Many existing sustainability and reporting frameworks have introduced a distinct language and analytical paradigm that differs from the frameworks commonly used by finance and investment teams. This separation can create friction.
Sustainability leaders cite challenges such as a difficulty expressing value in financial terms, inconsistent evaluation of diverse sustainability projects, and pressure from CFOs for clearer cash-flow narratives.
Finance leaders, meanwhile, look for approaches that allow ‘apples-to-apples’ comparison across projects, anchor on the core drivers—cost, revenue, and risk—and avoid speculative or inflated metrics.
We chose tax-adjusted cash flow (TACF) as a credible and decision-useful metric for expressing business value. Cash flow is foundational because it connects directly to enterprise value, uses financial data organizations already track, and integrates with existing finance and capital-allocation processes.
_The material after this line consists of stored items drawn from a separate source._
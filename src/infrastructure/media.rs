// Media storage - uploaded post images on the local filesystem

use once_cell::sync::Lazy;
use regex::Regex;
use std::path::{Path, PathBuf};
use tracing::{info, warn};
use uuid::Uuid;

use crate::error::{AppError, AppResult};

/// Directory under the media root that holds post images.
pub const POST_IMAGE_DIR: &str = "posts";

static UNSAFE_NAME_CHARS: Lazy<Regex> =
    Lazy::new(|| Regex::new(r"[^A-Za-z0-9._-]+").expect("static regex"));

/// An image submitted with a post form.
#[derive(Debug, Clone)]
pub struct ImageUpload {
    pub file_name: String,
    pub content_type: Option<String>,
    pub bytes: Vec<u8>,
}

#[derive(Debug, Clone)]
pub struct MediaStorage {
    root: PathBuf,
}

impl MediaStorage {
    pub fn new(root: impl Into<PathBuf>) -> Self {
        Self { root: root.into() }
    }

    pub fn root(&self) -> &Path {
        &self.root
    }

    /// Write a post image and return its path relative to the media root.
    pub async fn save_post_image(&self, upload: &ImageUpload) -> AppResult<String> {
        let dir = self.root.join(POST_IMAGE_DIR);
        tokio::fs::create_dir_all(&dir).await.map_err(|e| {
            AppError::Storage(format!("Failed to create {}: {}", dir.display(), e))
        })?;

        let mut name = sanitize_file_name(&upload.file_name);
        if tokio::fs::try_exists(dir.join(&name)).await.unwrap_or(false) {
            name = with_suffix(&name, &Uuid::new_v4().simple().to_string()[..7]);
        }

        let path = dir.join(&name);
        tokio::fs::write(&path, &upload.bytes).await.map_err(|e| {
            AppError::Storage(format!("Failed to write {}: {}", path.display(), e))
        })?;

        info!(path = %path.display(), size = upload.bytes.len(), "stored post image");
        Ok(format!("{}/{}", POST_IMAGE_DIR, name))
    }

    /// Delete a stored post image by the relative path `save_post_image`
    /// returned. Paths outside the post image directory are refused.
    pub async fn remove_post_image(&self, relative: &str) -> AppResult<()> {
        let Some(name) = relative.strip_prefix(&format!("{}/", POST_IMAGE_DIR)) else {
            return Err(AppError::Storage(format!("Not a post image path: {}", relative)));
        };
        if name.is_empty() || sanitize_file_name(name) != name {
            return Err(AppError::Storage(format!("Not a post image path: {}", relative)));
        }

        let path = self.root.join(POST_IMAGE_DIR).join(name);
        match tokio::fs::remove_file(&path).await {
            Ok(()) => {
                info!(path = %path.display(), "removed post image");
                Ok(())
            }
            Err(e) if e.kind() == std::io::ErrorKind::NotFound => Ok(()),
            Err(e) => Err(AppError::Storage(format!(
                "Failed to remove {}: {}",
                path.display(),
                e
            ))),
        }
    }

    /// Like `remove_post_image`, but failures are only logged.
    pub async fn discard_post_image(&self, relative: &str) {
        if let Err(e) = self.remove_post_image(relative).await {
            warn!(error = %e, "leaving post image behind");
        }
    }
}

/// Keep only the base name and replace anything outside `[A-Za-z0-9._-]`.
pub fn sanitize_file_name(raw: &str) -> String {
    let base = raw.rsplit(['/', '\\']).next().unwrap_or_default();
    let cleaned = UNSAFE_NAME_CHARS.replace_all(base, "_");
    let cleaned = cleaned.trim_start_matches('.');
    if cleaned.is_empty() {
        "upload".to_string()
    } else {
        cleaned.to_string()
    }
}

fn with_suffix(name: &str, suffix: &str) -> String {
    match name.rsplit_once('.') {
        Some((stem, ext)) if !stem.is_empty() => format!("{}_{}.{}", stem, suffix, ext),
        _ => format!("{}_{}", name, suffix),
    }
}
// Follow and unfollow - POST only, both land back on the author's profile

use axum::{
    extract::{Path, State},
    response::Redirect,
};

use crate::app_state::AppState;
use crate::error::AppResult;
use crate::infrastructure::middleware::CurrentUser;
use crate::web::handlers::profile_location;

pub async fn follow_handler(
    State(state): State<AppState>,
    CurrentUser(user): CurrentUser,
    Path(username): Path<String>,
) -> AppResult<Redirect> {
    let author = state.posts.follow(&user, &username).await?;
    Ok(Redirect::to(&profile_location(&author.username)))
}

pub async fn unfollow_handler(
    State(state): State<AppState>,
    CurrentUser(user): CurrentUser,
    Path(username): Path<String>,
) -> AppResult<Redirect> {
    let author = state.posts.unfollow(&user, &username).await?;
    Ok(Redirect::to(&profile_location(&author.username)))
}
use serde::{Deserialize, Serialize};
use std::env;
use std::path::PathBuf;
use std::str::FromStr;
use std::time::Duration;

use crate::error::{AppError, AppResult};

#[derive(Debug, Clone, Serialize, Deserialize)]
pub struct Config {
    pub database: DatabaseConfig,
    pub server: ServerConfig,
    pub cache: CacheConfig,
    pub site: SiteConfig,
    pub auth: AuthConfig,
    pub media: MediaConfig,
}

#[derive(Debug, Clone, Serialize, Deserialize)]
pub struct DatabaseConfig {
    pub url: String,
    pub max_connections: u32,
}

#[derive(Debug, Clone, Serialize, Deserialize)]
pub struct ServerConfig {
    pub host: String,
    pub port: u16,
}

#[derive(Debug, Clone, Serialize, Deserialize)]
pub struct CacheConfig {
    pub capacity: usize,
    pub index_ttl_secs: u64,
}

#[derive(Debug, Clone, Serialize, Deserialize)]
pub struct SiteConfig {
    pub page_size: u32,
}

#[derive(Debug, Clone, Serialize, Deserialize)]
pub struct AuthConfig {
    /// Entry point of the external authentication service.
    pub login_url: String,
    /// Header set by the trusted upstream with the signed-in username.
    pub user_header: String,
}

#[derive(Debug, Clone, Serialize, Deserialize)]
pub struct MediaConfig {
    pub root: PathBuf,
    pub max_upload_bytes: usize,
}

impl Config {
    pub fn from_env() -> AppResult<Self> {
        Ok(Self {
            database: DatabaseConfig {
                url: env::var("DATABASE_URL")
                    .unwrap_or_else(|_| "sqlite:yatube.db?mode=rwc".to_string()),
                max_connections: parse_env("DATABASE_MAX_CONNECTIONS", 5)?,
            },
            server: ServerConfig {
                host: env::var("SERVER_HOST").unwrap_or_else(|_| "0.0.0.0".to_string()),
                port: parse_env("SERVER_PORT", 8000)?,
            },
            cache: CacheConfig {
                capacity: parse_env("CACHE_CAPACITY", 1000)?,
                index_ttl_secs: parse_env("INDEX_CACHE_TTL_SECS", 20)?,
            },
            site: SiteConfig {
                page_size: parse_env("PAGE_SIZE", 10)?,
            },
            auth: AuthConfig {
                login_url: env::var("LOGIN_URL").unwrap_or_else(|_| "/auth/login/".to_string()),
                user_header: env::var("AUTH_USER_HEADER")
                    .unwrap_or_else(|_| "x-remote-user".to_string())
                    .to_ascii_lowercase(),
            },
            media: MediaConfig {
                root: env::var("MEDIA_ROOT")
                    .map(PathBuf::from)
                    .unwrap_or_else(|_| PathBuf::from("media")),
                max_upload_bytes: parse_env("MAX_UPLOAD_BYTES", 5 * 1024 * 1024)?,
            },
        })
    }

    /// Settings for tests and embedding: in-memory store, temp media root.
    pub fn in_memory(media_root: impl Into<PathBuf>) -> Self {
        Self {
            database: DatabaseConfig {
                url: "sqlite::memory:".to_string(),
                max_connections: 1,
            },
            server: ServerConfig {
                host: "127.0.0.1".to_string(),
                port: 0,
            },
            cache: CacheConfig {
                capacity: 100,
                index_ttl_secs: 20,
            },
            site: SiteConfig { page_size: 10 },
            auth: AuthConfig {
                login_url: "/auth/login/".to_string(),
                user_header: "x-remote-user".to_string(),
            },
            media: MediaConfig {
                root: media_root.into(),
                max_upload_bytes: 5 * 1024 * 1024,
            },
        }
    }

    pub fn server_address(&self) -> String {
        format!("{}:{}", self.server.host, self.server.port)
    }

    pub fn index_cache_ttl(&self) -> Duration {
        Duration::from_secs(self.cache.index_ttl_secs)
    }
}

fn parse_env<T: FromStr>(key: &str, default: T) -> AppResult<T> {
    match env::var(key) {
        Ok(raw) => raw.trim().parse().map_err(|_| {
            AppError::Configuration(format!("{} has an invalid value: {:?}", key, raw))
        }),
        Err(_) => Ok(default),
    }
}

#[cfg(test)]
mod tests {
    use super::*;

    #[test]
    fn test_parse_env_falls_back_to_default() {
        let value: u32 = parse_env("YATUBE_TEST_UNSET_VARIABLE", 42).unwrap();
        assert_eq!(value, 42);
    }

    #[test]
    fn test_parse_env_rejects_garbage() {
        env::set_var("YATUBE_TEST_BAD_PORT", "eighty");
        let result: AppResult<u16> = parse_env("YATUBE_TEST_BAD_PORT", 80);
        assert!(matches!(result, Err(AppError::Configuration(_))));
        env::remove_var("YATUBE_TEST_BAD_PORT");
    }

    #[test]
    fn test_in_memory_defaults() {
        let config = Config::in_memory("/tmp/media");
        assert_eq!(config.site.page_size, 10);
        assert_eq!(config.index_cache_ttl(), Duration::from_secs(20));
        assert_eq!(config.auth.login_url, "/auth/login/");
    }
}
Incorporating tax effects can improve decision quality because sustainability projects often involve capital investments, depreciation, tax credits, and incentives that materially affect economics.
In cases where value components are difficult to express as precise cash flow amounts, the Sustainability Fusion framework treats such impacts as directional levers—explicitly acknowledging the scale of influence on cash flows without estimating a dollar value.
Fusion evaluates sustainability investments through three layers, each increasing in specificity and precision.
Too often, sustainability investment decisions stall due to unclear business logic. Sustainability Fusion can bring consistency and credibility to those decisions by anchoring them in tax-adjusted cash flow—demonstrating how investments can create return and mitigate risk. Most importantly, it can help you power and release the business value inherent in sustainability.